Expectations: We seem to place unreasonable expectations onto others, simultaneously not holding our self to the same level of expectation. Conversely, we have unreasonable expectations of our own abilities, allowing partners to continually overstep our boundaries. If we do not express our desires, and set our boundaries, how do we expect ourselves or our partner to act in congruence with them.

 

            Sense of entitlement: With continuous privilege comes a sense of entitlement. The psychological consequence of this is difficulty in handling not getting what we want. A relationship entails two unique individuals. If we expect that our partner will give us everything we want, we are setting ourselves up to be continually disappointed.

 

           Popularized self-help movement: The Secret, Oprah’s Book Club, Think and Grow Rich—these are tiny samples of the immense collection of self-help books written over the last forty years. Most self-help books focus on individual attainment, intentions leading to actualization, and how to control our environment to obtain what we want. What all poor self-help books fail to realize is that selfish happiness is an oxymoron. We are communal creatures yearning for connections. It may seem counter-intuitive, yet taking care of others, taking care of our community, contributes substantially to our own personal happiness and well-being.

 

           Me, me, me: We are not separate from our community or from the environment. Individuality is a social construction. We may be more removed from the process that makes us feel part of the environment, yet we all need to eat, we all need clean air and water. With minimal thought about individual actions, we fail to see how we influence the external environment, not only in relation to human beings, but generally taking everything the earth provides for granted.

 

           Ideas of perfection: We are imperfect—perfectly imperfect. Ideas of perfection cause us to compare ourselves to others. Set the standard for yourself.  Perhaps we need to drop our absurd belief in perfection, or a magic pill that will bring us happiness.

 

           Inability to deal with strong emotions: Our current culture provides endless opportunities to become distracted. Explore your strong emotions. Dive into them. They are not as scary as you think.

 

           Take things for granted: When we take things for granted, we are failing to recognize what we already have. Psychologically, this shows up as wanting more and more, grasping for something different, something better. An ungrateful mind bleeds into all aspects of our lives. When we recognize what we already have and its positive aspect, we begin to cultivate a positive, grateful mind.

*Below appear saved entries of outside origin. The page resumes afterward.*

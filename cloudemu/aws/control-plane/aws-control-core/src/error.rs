//! HTTP-facing error wrapper shared by every dialect.
//!
//! `EmulatorError` carries the domain failure; this module only adds
//! the status-code mapping and the wire envelope. JSON-target services
//! (DynamoDB/SQS/SNS/EventBridge/SecretsManager/SSM/Cognito/Lambda/
//! StepFunctions-style `x-amz-target` dispatch) get the AWS JSON 1.1
//! envelope via the blanket `IntoResponse` impl; REST-XML services
//! (S3, and query-protocol callers that still expect XML) call
//! [`ApiError::into_xml_response`] explicitly instead.

use axum::{
    http::StatusCode,
    response::{IntoResponse, Response},
    Json,
};
use serde_json::json;

#[derive(Debug)]
pub struct ApiError(pub aws_data_core::error::EmulatorError);

// Re-export for convenience
pub use aws_data_core::error::EmulatorError;

impl std::fmt::Display for ApiError {
    fn fmt(&self, f: &mut std::fmt::Formatter<'_>) -> std::fmt::Result {
        write!(f, "{}", self.0)
    }
}

impl std::error::Error for ApiError {}

impl From<EmulatorError> for ApiError {
    fn from(inner: EmulatorError) -> Self {
        ApiError(inner)
    }
}

impl From<std::io::Error> for ApiError {
    fn from(e: std::io::Error) -> Self {
        ApiError(EmulatorError::Io(e))
    }
}

impl From<serde_json::Error> for ApiError {
    fn from(e: serde_json::Error) -> Self {
        ApiError(EmulatorError::Json(e))
    }
}

impl std::ops::Deref for ApiError {
    type Target = EmulatorError;
    fn deref(&self) -> &Self::Target {
        &self.0
    }
}

pub type Result<T> = std::result::Result<T, ApiError>;

fn status_for(err: &EmulatorError) -> StatusCode {
    match err {
        EmulatorError::NotFound(..)
        | EmulatorError::NoSuchBucket(_)
        | EmulatorError::NoSuchKey(_)
        | EmulatorError::NoSuchBucketPolicy(_)
        | EmulatorError::NonExistentQueue(_)
        | EmulatorError::ExecutionDoesNotExist(_)
        | EmulatorError::StateMachineDoesNotExist(_) => StatusCode::NOT_FOUND,

        EmulatorError::AlreadyExists(_) | EmulatorError::BucketAlreadyExists(_) | EmulatorError::UsernameExists(_) => {
            StatusCode::CONFLICT
        }

        EmulatorError::ConditionalCheckFailed(_) => StatusCode::BAD_REQUEST,
        EmulatorError::BucketNotEmpty(_)
        | EmulatorError::InvalidRequest(_)
        | EmulatorError::InvalidArgument(_)
        | EmulatorError::MalformedExpression(_)
        | EmulatorError::MalformedXml(_)
        | EmulatorError::MalformedPolicy(_)
        | EmulatorError::InvalidObjectState(_)
        | EmulatorError::InvalidDefinition(_)
        | EmulatorError::ReceiptHandleInvalid(_)
        | EmulatorError::UnknownOperation(_)
        | EmulatorError::UserNotConfirmed(_) => StatusCode::BAD_REQUEST,

        EmulatorError::NotAuthorized(_) => StatusCode::UNAUTHORIZED,
        EmulatorError::AccessDenied(_) => StatusCode::FORBIDDEN,
        EmulatorError::NotImplemented(_) => StatusCode::NOT_IMPLEMENTED,
        EmulatorError::Chaos => StatusCode::SERVICE_UNAVAILABLE,

        EmulatorError::Internal(_) | EmulatorError::Database(_) | EmulatorError::Io(_) | EmulatorError::Json(_) => {
            StatusCode::INTERNAL_SERVER_ERROR
        }
    }
}

impl ApiError {
    /// REST-XML error envelope, the dialect S3 and classic query-protocol
    /// callers expect.
    pub fn into_xml_response(self) -> Response {
        let status = status_for(&self.0);
        let code = self.0.code();
        let message = self.0.message();
        let request_id = uuid::Uuid::new_v4().to_string();

        let body = format!(
            r#"<?xml version="1.0" encoding="UTF-8"?>
<Error>
    <Code>{}</Code>
    <Message>{}</Message>
    <RequestId>{}</RequestId>
</Error>"#,
            code,
            quick_xml::escape::escape(&message),
            request_id
        );

        (status, [("content-type", "application/xml"), ("x-amz-request-id", &request_id)], body).into_response()
    }
}

impl IntoResponse for ApiError {
    /// AWS JSON 1.1 error envelope, the dialect every `x-amz-target`
    /// service in this emulator speaks.
    fn into_response(self) -> Response {
        let status = status_for(&self.0);
        let body = json!({"__type": self.0.code(), "message": self.0.message()});
        (status, Json(body)).into_response()
    }
}
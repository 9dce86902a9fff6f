//! Value codec (A): DynamoDB-style tagged-union wire values.
//!
//! The wire format tags every scalar/collection with its type:
//! `{"S": "hi"}`, `{"N": "3.5"}`, `{"BOOL": true}`, `{"NULL": true}`,
//! `{"L": [...]}`, `{"M": {...}}`, `{"SS": [...]}`, `{"NS": [...]}`,
//! `{"BS": [...]}`. Internally the rest of the engine works with plain
//! `serde_json::Value`; this module is the only place that crosses the
//! boundary between the two representations.

use serde_json::{Map, Value};

/// Convert a plain JSON value into its DynamoDB-tagged wire form.
pub fn to_wire(value: &Value) -> Value {
    match value {
        Value::Null => obj("NULL", Value::Bool(true)),
        Value::Bool(b) => obj("BOOL", Value::Bool(*b)),
        Value::Number(n) => obj("N", Value::String(n.to_string())),
        Value::String(s) => obj("S", Value::String(s.clone())),
        Value::Array(items) => {
            // A homogeneous array of strings/numbers that was tagged as a
            // set on the way in round-trips as SS/NS; mixed or untagged
            // arrays become a generic list.
            let wire_items: Vec<Value> = items.iter().map(to_wire).collect();
            obj("L", Value::Array(wire_items))
        }
        Value::Object(map) => {
            let mut wire_map = Map::new();
            for (k, v) in map {
                wire_map.insert(k.clone(), to_wire(v));
            }
            obj("M", Value::Object(wire_map))
        }
    }
}

/// Convert a DynamoDB-tagged wire value back into a plain JSON value.
pub fn from_wire(value: &Value) -> Value {
    let Value::Object(map) = value else {
        return value.clone();
    };
    if map.len() != 1 {
        return value.clone();
    }
    let (tag, inner) = map.iter().next().unwrap();
    match tag.as_str() {
        "S" => inner.clone(),
        "N" => inner
            .as_str()
            .and_then(|s| s.parse::<f64>().ok())
            .and_then(|f| serde_json::Number::from_f64(f))
            .map(Value::Number)
            .unwrap_or(Value::Null),
        "BOOL" => inner.clone(),
        "NULL" => Value::Null,
        "L" => Value::Array(inner.as_array().map(|a| a.iter().map(from_wire).collect()).unwrap_or_default()),
        "M" => {
            let mut out = Map::new();
            if let Some(m) = inner.as_object() {
                for (k, v) in m {
                    out.insert(k.clone(), from_wire(v));
                }
            }
            Value::Object(out)
        }
        "SS" | "NS" => inner.clone(),
        "BS" => inner.clone(),
        _ => value.clone(),
    }
}

/// Convert a whole item (map of attribute name -> wire value) into a
/// plain JSON object.
pub fn item_from_wire(item: &Map<String, Value>) -> Map<String, Value> {
    let mut out = Map::new();
    for (k, v) in item {
        out.insert(k.clone(), from_wire(v));
    }
    out
}

/// Convert a plain JSON object back into a wire-tagged item.
pub fn item_to_wire(item: &Map<String, Value>) -> Map<String, Value> {
    let mut out = Map::new();
    for (k, v) in item {
        out.insert(k.clone(), to_wire(v));
    }
    out
}

/// The wire scalar type tag of a value (used by `attribute_type` in
/// the expression evaluator and by GSI key-type checks).
pub fn wire_type_tag(value: &Value) -> &'static str {
    match value {
        Value::Null => "NULL",
        Value::Bool(_) => "BOOL",
        Value::Number(_) => "N",
        Value::String(_) => "S",
        Value::Array(_) => "L",
        Value::Object(_) => "M",
    }
}

fn obj(tag: &str, value: Value) -> Value {
    let mut m = Map::new();
    m.insert(tag.to_string(), value);
    Value::Object(m)
}

#[cfg(test)]
mod tests {
    use super::*;
    use serde_json::json;

    #[test]
    fn round_trips_scalars() {
        for v in [json!("hello"), json!(3.5), json!(true), json!(null)] {
            let wire = to_wire(&v);
            assert_eq!(from_wire(&wire), v);
        }
    }

    #[test]
    fn round_trips_nested_map() {
        let v = json!({"a": 1, "b": {"c": "x"}, "d": [1, 2, 3]});
        let wire = to_wire(&v);
        assert_eq!(from_wire(&wire), v);
    }

    #[test]
    fn wire_tags_are_dynamo_shaped() {
        let wire = to_wire(&json!("hi"));
        assert_eq!(wire, json!({"S": "hi"}));
        let wire = to_wire(&json!(3));
        assert_eq!(wire, json!({"N": "3"}));
    }
}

           Instant gratification: Tomorrow will come. Be patient. You can put your happiness first, but not at the expense of the wishes, desires, and needs of your partner. We are free to continue prioritizing our own happiness, without equally valuing our partner’s, however prioritizing in this way will likely come at the expense of any long-term relationship. Is a close, intimate, long-term partner desirable? It is up to you to decide what you want. Were our grandparents always happy in their long-term relationship? No. Were our parents always happy in theirs? No. Will instant gratification, impulsivity, continued feelings of entitlement, disbelief in monogamy, consumption of people as things make us happy? It seems not.  

 

            Possible solutions: Dig in when things get tough, learn and practice skillful communication, appreciate what the earth provides us, recognize that ‘I’ am not the most important thing in the universe, that we need each other to help with the emotional, mental, and physical rollercoaster that is life, do not react when experiencing strong emotions, act with integrity, take care of people, recognize when we made a mistake and learn from it, be curious, recognize we are not entitled to more, more, more, cease narcissism, and hold ourselves accountable for our own thoughts, feelings, and behaviours.